Algunas preocupaciones empeoraban por las noches, aunque con la llegada del amanecer parecían manejables. Podían desaparecer como una pesadilla con la primera taza de café, o se podían desvanecer a medida que avanzaba el día con sus quehaceres, ya que el cerebro no tenía la menor oportunidad para ahondar en errores y en oportunidades desaprovechadas, arrepentimientos o preocupaciones por el futuro. Polly presentía que sus preocupaciones no eran de las que desaparecían fácilmente. Ojalá no hubiera horneado todo ese pan solo para molestar a Gillian Manse y, si era sincera consigo misma, para lucirse. Si no hubiera discutido con ella, la mujer podría haberla dejado tranquila y en esos momentos no estaría enfrentándose a un inminente desalojo. ¡Ay, Dios!

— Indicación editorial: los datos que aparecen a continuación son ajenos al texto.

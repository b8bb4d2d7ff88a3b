use axum::{extract::State, routing::get, Json, Router};
use chrono::{DateTime, Utc};
use diesel::prelude::*;
use serde::{Deserialize, Serialize};
use std::sync::Arc;
use uuid::Uuid;

use crate::shared::errors::ServiceError;
use crate::shared::schema::canned_responses;
use crate::shared::state::AppState;
use crate::shared::utils::get_conn;

#[derive(Debug, Clone, Serialize, Deserialize, Queryable, Insertable)]
#[diesel(table_name = canned_responses)]
pub struct CannedResponse {
    pub id: Uuid,
    pub title: String,
    pub body: String,
    pub created_at: DateTime<Utc>,
}

#[derive(Debug, Deserialize)]
pub struct CreateCannedResponseRequest {
    pub title: String,
    pub body: String,
}

pub async fn list_canned_responses(
    State(state): State<Arc<AppState>>,
) -> Result<Json<Vec<CannedResponse>>, ServiceError> {
    let mut conn = get_conn(&state.conn)?;
    let responses = canned_responses::table
        .order(canned_responses::title.asc())
        .load(&mut conn)?;
    Ok(Json(responses))
}

pub async fn create_canned_response(
    State(state): State<Arc<AppState>>,
    Json(req): Json<CreateCannedResponseRequest>,
) -> Result<Json<CannedResponse>, ServiceError> {
    if req.title.is_empty() || req.body.is_empty() {
        return Err(ServiceError::Validation(
            "title and body are required".to_string(),
        ));
    }

    let mut conn = get_conn(&state.conn)?;
    let response = CannedResponse {
        id: Uuid::new_v4(),
        title: req.title,
        body: req.body,
        created_at: Utc::now(),
    };
    diesel::insert_into(canned_responses::table)
        .values(&response)
        .execute(&mut conn)?;
    Ok(Json(response))
}

pub fn configure_canned_routes() -> Router<Arc<AppState>> {
    Router::new().route(
        "/api/agent/canned-responses",
        get(list_canned_responses).post(create_canned_response),
    )
}
//! The agent queue: tab visibility rules, free-text search, and the random
//! sample served for the open tab.
//!
//! Visibility per tab:
//! - OPEN: every open ticket, any requester.
//! - ONGOING / CLOSED: only tickets assigned to the requesting agent; an
//!   unknown or absent agent sees an empty list.
//! - ALL (global search): OPEN plus the requester's own ONGOING and CLOSED
//!   tickets; an anonymous requester gets OPEN and ONGOING unscoped.

use axum::{
    extract::{Query, State},
    Json,
};
use diesel::define_sql_function;
use diesel::prelude::*;
use diesel::sql_types::Double;
use serde::{Deserialize, Serialize};
use std::sync::Arc;

use crate::agents::find_agent;
use crate::customers::Customer;
use crate::shared::errors::ServiceError;
use crate::shared::schema::{customers, tickets};
use crate::shared::state::AppState;
use crate::shared::utils::get_conn;
use crate::tickets::{Ticket, STATUS_CLOSED, STATUS_ONGOING, STATUS_OPEN, TICKET_STATUSES};

pub const TAB_ALL: &str = "ALL";
pub const DEFAULT_LIMIT: i64 = 10;
/// Served for the open tab so agents browsing at the same moment see
/// different heads and don't all race to claim one ticket.
pub const OPEN_SAMPLE_SIZE: i64 = 5;

define_sql_function! {
    /// SQL `random()`; sampling happens in the store, not in process memory.
    fn random() -> Double;
}

#[derive(Debug, Deserialize)]
pub struct ListTicketsQuery {
    pub status: Option<String>,
    pub search: Option<String>,
    pub agent_name: Option<String>,
    pub limit: Option<String>,
}

/// A queue row: the ticket plus its owning customer resolved at read time.
#[derive(Debug, Serialize)]
pub struct TicketWithCustomer {
    pub ticket: Ticket,
    pub customer: Option<Customer>,
}

fn into_view((ticket, customer): (Ticket, Option<Customer>)) -> TicketWithCustomer {
    TicketWithCustomer { ticket, customer }
}

/// A garbage limit falls back to the default instead of failing the request.
fn effective_limit(raw: Option<&str>) -> i64 {
    raw.and_then(|v| v.parse::<i64>().ok())
        .filter(|l| *l > 0)
        .unwrap_or(DEFAULT_LIMIT)
}

fn sort_for_display(rows: &mut [(Ticket, Option<Customer>)]) {
    rows.sort_by(|(a, _), (b, _)| {
        b.priority
            .cmp(&a.priority)
            .then(b.last_message_at.cmp(&a.last_message_at))
    });
}

pub async fn list_tickets(
    State(state): State<Arc<AppState>>,
    Query(params): Query<ListTicketsQuery>,
) -> Result<Json<Vec<TicketWithCustomer>>, ServiceError> {
    let tab = params.status.as_deref().unwrap_or(STATUS_OPEN);
    if tab != TAB_ALL && !TICKET_STATUSES.contains(&tab) {
        return Err(ServiceError::Validation(format!("invalid status tab: {tab}")));
    }
    let limit = effective_limit(params.limit.as_deref());
    let search = params.search.as_deref().filter(|s| !s.is_empty());

    let mut conn = get_conn(&state.conn)?;

    // Open tab without search text: a random sample instead of a
    // deterministic top-N. The sampled batch is still sorted for display.
    if tab == STATUS_OPEN && search.is_none() {
        let mut rows: Vec<(Ticket, Option<Customer>)> = tickets::table
            .left_join(customers::table)
            .filter(tickets::status.eq(STATUS_OPEN))
            .order(random())
            .limit(OPEN_SAMPLE_SIZE)
            .load(&mut conn)?;
        sort_for_display(&mut rows);
        return Ok(Json(rows.into_iter().map(into_view).collect()));
    }

    let requester = match params.agent_name.as_deref().filter(|n| !n.is_empty()) {
        Some(name) => find_agent(&mut conn, name)?,
        None => None,
    };

    let mut q = tickets::table.left_join(customers::table).into_boxed();

    match tab {
        TAB_ALL => match &requester {
            Some(agent) => {
                q = q.filter(
                    tickets::status
                        .eq(STATUS_OPEN)
                        .nullable()
                        .or(tickets::status
                            .eq(STATUS_ONGOING)
                            .nullable()
                            .and(tickets::assigned_agent_id.eq(agent.id)))
                        .or(tickets::status
                            .eq(STATUS_CLOSED)
                            .nullable()
                            .and(tickets::assigned_agent_id.eq(agent.id))),
                );
            }
            None => {
                q = q.filter(tickets::status.eq_any(vec![STATUS_OPEN, STATUS_ONGOING]));
            }
        },
        STATUS_OPEN => {
            q = q.filter(tickets::status.eq(STATUS_OPEN));
        }
        owned => {
            let Some(agent) = &requester else {
                return Ok(Json(Vec::new()));
            };
            q = q
                .filter(tickets::status.eq(owned.to_string()))
                .filter(tickets::assigned_agent_id.eq(agent.id));
        }
    }

    if let Some(search) = search {
        let pattern = format!("%{search}%");
        q = q.filter(
            customers::name
                .ilike(pattern.clone())
                .nullable()
                .or(customers::phone.ilike(pattern.clone()).nullable())
                .or(tickets::last_message_preview.ilike(pattern)),
        );
    }

    let rows: Vec<(Ticket, Option<Customer>)> = q
        .order((
            tickets::priority.desc(),
            tickets::last_message_at.desc().nulls_last(),
        ))
        .limit(limit)
        .load(&mut conn)?;

    Ok(Json(rows.into_iter().map(into_view).collect()))
}

#[cfg(test)]
mod tests {
    use super::*;
    use chrono::{TimeZone, Utc};
    use uuid::Uuid;

    fn ticket(priority: &str, last_message_at: Option<i64>) -> (Ticket, Option<Customer>) {
        let now = Utc::now();
        (
            Ticket {
                id: Uuid::new_v4(),
                customer_id: Uuid::new_v4(),
                loan_amount: 5000,
                status: STATUS_OPEN.to_string(),
                priority: priority.to_string(),
                assigned_agent_id: None,
                last_message_preview: None,
                last_message_at: last_message_at
                    .map(|secs| Utc.timestamp_opt(secs, 0).unwrap()),
                notes: None,
                created_at: now,
                updated_at: now,
            },
            None,
        )
    }

    #[test]
    fn test_effective_limit() {
        assert_eq!(effective_limit(None), DEFAULT_LIMIT);
        assert_eq!(effective_limit(Some("25")), 25);
        assert_eq!(effective_limit(Some("not-a-number")), DEFAULT_LIMIT);
        assert_eq!(effective_limit(Some("-3")), DEFAULT_LIMIT);
        assert_eq!(effective_limit(Some("0")), DEFAULT_LIMIT);
    }

    #[test]
    fn test_display_sort_urgent_first_then_recency() {
        let mut rows = vec![
            ticket("NORMAL", Some(300)),
            ticket("URGENT", Some(100)),
            ticket("NORMAL", Some(200)),
            ticket("URGENT", Some(400)),
        ];
        sort_for_display(&mut rows);
        let key: Vec<(String, Option<_>)> = rows
            .iter()
            .map(|(t, _)| (t.priority.clone(), t.last_message_at))
            .collect();
        assert_eq!(key[0].0, "URGENT");
        assert_eq!(key[1].0, "URGENT");
        assert!(key[0].1 > key[1].1);
        assert_eq!(key[2].0, "NORMAL");
        assert!(key[2].1 > key[3].1);
    }

    #[test]
    fn test_display_sort_missing_timestamp_last() {
        let mut rows = vec![ticket("NORMAL", None), ticket("NORMAL", Some(100))];
        sort_for_display(&mut rows);
        assert!(rows[0].0.last_message_at.is_some());
        assert!(rows[1].0.last_message_at.is_none());
    }

    #[test]
    fn test_list_query_parse() {
        let params: ListTicketsQuery = serde_json::from_str(
            r#"{"status": "ONGOING", "agent_name": "Meera", "limit": "5"}"#,
        )
        .unwrap();
        assert_eq!(params.status.as_deref(), Some(STATUS_ONGOING));
        assert_eq!(params.agent_name.as_deref(), Some("Meera"));
        assert!(params.search.is_none());
    }
}
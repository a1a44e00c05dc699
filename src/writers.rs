use crate::WriteLine;
use std::io::{self, Write};

#[cfg(windows)]
use winapi_util::console as wincon;

/// `std::io` implements `Stdout` and `Stderr` (and their `Lock` variants) as
/// separate types, which makes it difficult to abstract over them. We use
/// some simple internal enum types to work around this.
#[derive(Clone, Copy, Debug)]
enum StandardStreamType {
    Stdout,
    Stderr,
}

#[derive(Debug)]
enum IoStandardStream {
    Stdout(io::Stdout),
    Stderr(io::Stderr),
}

impl IoStandardStream {
    fn new(sty: StandardStreamType) -> IoStandardStream {
        match sty {
            StandardStreamType::Stdout => {
                IoStandardStream::Stdout(io::stdout())
            }
            StandardStreamType::Stderr => {
                IoStandardStream::Stderr(io::stderr())
            }
        }
    }

    fn lock(&self) -> IoStandardStreamLock<'_> {
        match *self {
            IoStandardStream::Stdout(ref s) => {
                IoStandardStreamLock::StdoutLock(s.lock())
            }
            IoStandardStream::Stderr(ref s) => {
                IoStandardStreamLock::StderrLock(s.lock())
            }
        }
    }
}

// Same rigmarole for the locked variants of the standard streams.

#[derive(Debug)]
enum IoStandardStreamLock<'a> {
    StdoutLock(io::StdoutLock<'a>),
    StderrLock(io::StderrLock<'a>),
}

impl io::Write for IoStandardStreamLock<'_> {
    #[inline(always)]
    fn write(&mut self, b: &[u8]) -> io::Result<usize> {
        match *self {
            IoStandardStreamLock::StdoutLock(ref mut s) => s.write(b),
            IoStandardStreamLock::StderrLock(ref mut s) => s.write(b),
        }
    }

    #[inline(always)]
    fn flush(&mut self) -> io::Result<()> {
        match *self {
            IoStandardStreamLock::StdoutLock(ref mut s) => s.flush(),
            IoStandardStreamLock::StderrLock(ref mut s) => s.flush(),
        }
    }
}

/// A standard stream for writing styled lines to stdout or stderr.
///
/// Every line is written while holding the stream's lock, with a single
/// write followed by a flush.
///
/// On Windows, creating a `StandardStream` attempts to enable virtual
/// terminal processing on the console so that ANSI escape sequences are
/// interpreted. Failing to do so is not an error.
#[derive(Debug)]
pub struct StandardStream {
    stream: IoStandardStream,
}

impl StandardStream {
    /// Create a new `StandardStream` that writes to standard output.
    pub fn stdout() -> StandardStream {
        StandardStream::create(StandardStreamType::Stdout)
    }

    /// Create a new `StandardStream` that writes to standard error.
    pub fn stderr() -> StandardStream {
        StandardStream::create(StandardStreamType::Stderr)
    }

    fn create(sty: StandardStreamType) -> StandardStream {
        enable_virtual_terminal(sty);
        StandardStream { stream: IoStandardStream::new(sty) }
    }
}

#[cfg(not(windows))]
fn enable_virtual_terminal(_sty: StandardStreamType) {}

#[cfg(windows)]
fn enable_virtual_terminal(sty: StandardStreamType) {
    let con_res = match sty {
        StandardStreamType::Stdout => wincon::Console::stdout(),
        StandardStreamType::Stderr => wincon::Console::stderr(),
    };
    let result = con_res
        .and_then(|mut con| con.set_virtual_terminal_processing(true));
    if let Err(err) = result {
        tracing::debug!(
            stream = ?sty,
            %err,
            "could not enable virtual terminal processing"
        );
    }
}

impl WriteLine for StandardStream {
    fn write_line(&mut self, line: &str) -> io::Result<()> {
        let mut wtr = self.stream.lock();
        wtr.write_all(with_newline(line).as_bytes())?;
        wtr.flush()
    }
}

fn with_newline(line: &str) -> String {
    let mut buf = String::with_capacity(line.len() + 1);
    buf.push_str(line);
    buf.push('\n');
    buf
}

/// Satisfies `WriteLine` for any `io::Write`, writing the line's ANSI
/// escape sequences as is.
#[derive(Clone, Debug)]
pub struct Ansi<W>(pub W);

impl<W: Write> Ansi<W> {
    /// Create a new writer that satisfies `WriteLine` for `wtr`.
    pub fn new(wtr: W) -> Ansi<W> {
        Ansi(wtr)
    }

    /// Consume this `Ansi` value and return the inner writer.
    pub fn into_inner(self) -> W {
        self.0
    }

    /// Return a reference to the inner writer.
    pub fn get_ref(&self) -> &W {
        &self.0
    }

    /// Return a mutable reference to the inner writer.
    pub fn get_mut(&mut self) -> &mut W {
        &mut self.0
    }
}

impl<W: io::Write> WriteLine for Ansi<W> {
    fn write_line(&mut self, line: &str) -> io::Result<()> {
        self.0.write_all(with_newline(line).as_bytes())
    }
}

impl WriteLine for Vec<u8> {
    fn write_line(&mut self, line: &str) -> io::Result<()> {
        self.extend_from_slice(line.as_bytes());
        self.push(b'\n');
        Ok(())
    }
}

impl WriteLine for String {
    fn write_line(&mut self, line: &str) -> io::Result<()> {
        self.push_str(line);
        self.push('\n');
        Ok(())
    }
}

impl WriteLine for io::Sink {
    fn write_line(&mut self, _line: &str) -> io::Result<()> {
        Ok(())
    }
}

#[cfg(test)]
mod tests {
    use super::*;
    use pretty_assertions::assert_eq;

    /// Counts `write` calls to check that a line is a single write.
    #[derive(Debug, Default)]
    struct CountingWriter {
        writes: usize,
        bytes: Vec<u8>,
    }

    impl io::Write for CountingWriter {
        fn write(&mut self, buf: &[u8]) -> io::Result<usize> {
            self.writes += 1;
            self.bytes.extend_from_slice(buf);
            Ok(buf.len())
        }

        fn flush(&mut self) -> io::Result<()> {
            Ok(())
        }
    }

    #[test]
    fn ansi_writes_line_and_newline_at_once() {
        let mut wtr = Ansi::new(CountingWriter::default());
        wtr.write_line("\x1B[1mhello\x1B[0m").unwrap();
        let inner = wtr.into_inner();
        assert_eq!(inner.writes, 1);
        assert_eq!(inner.bytes, b"\x1B[1mhello\x1B[0m\n");
    }

    #[test]
    fn in_memory_sinks() {
        let mut s = String::new();
        s.write_line("a").unwrap();
        s.write_line("").unwrap();
        assert_eq!(s, "a\n\n");

        let mut v: Vec<u8> = vec![];
        (&mut v).write_line("b").unwrap();
        assert_eq!(v, b"b\n");

        let mut boxed: Box<dyn WriteLine> = Box::new(io::sink());
        boxed.write_line("dropped").unwrap();
    }
}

Aunque el dormitorio estaba helado por la falta de calefacción, se levantó, envolviéndose con el edredón de plumas, y atravesó la sala de estar dando saltitos hasta llegar a la tetera. Beber algo caliente la ayudaría. Encendería la luz y leería un libro. En realidad, haría algo que distrajera su mente de todas esas cosas y que evitara que su ridículo cerebro siguiera dando vueltas a lo mismo. Conectó el termo del agua. Tardaría dos horas en calentarse lo suficiente como para poder darse un baño, pero no le importaba; si volvía a dormirse, se bañaría por la mañana. No obstante, de alguna forma sabía que no se quedaría dormida de nuevo. Tendría que apañárselas. Al día siguiente no tenía que hacer nada. Ni tampoco al otro. Si tenía que dormir por la mañana, lo haría. Hasta Neil estaba frito, con los ojos cerrados en su cajita. Se encontraba totalmente sola.
Envuelta en el edredón, se acercó a la ventana para echar un vistazo al exterior. No había mucho que ver, pero el hecho de que los barcos pesqueros estuvieran faenando le provocaba la sensación de no estar sola, de que allí fuera, en algún lugar, Tarnie, Jayden, Archie y el resto estaban despiertos, tal vez también bebiendo té, entre las plateadas escamas y las aletas siempre en movimiento de los bancos de peces; cosiendo redes o sacando palas de hielo de la máquina para mantener fresca la carga a fin de que por la mañana llegara a los mercados de Penzance y de otros puntos a lo largo de la costa.
Con todo lo que tenía en la cabeza, se le había olvidado la ridícula historia de Jayden sobre el fantasma de la mujer hasta que llegó a la ventana. Cuando el haz de luz del faro la iluminó, sintió un subidón de adrenalina, pero estaba tan agotada y triste por los acontecimientos que carecía de la energía suficiente para asustarse por lo sobrenatural. Su vida real, pensó, era ya bastante aterradora.
Sus ojos se ajustaron a la oscuridad del puerto: las piedras, el reflejo de la luna en el agua (era una noche inusualmente clara), unos cuantos coches aparcados, las farolas apagadas de la calle… y entonces la vio. Estiró el cuello y aguzó la mirada, al tiempo que el corazón amenazaba con salírsele del pecho. Allí estaba. Una figura, en la misma posición que la otra vez, de pie en la muralla, completamente inmóvil mientras miraba el mar como si fuera una estatua.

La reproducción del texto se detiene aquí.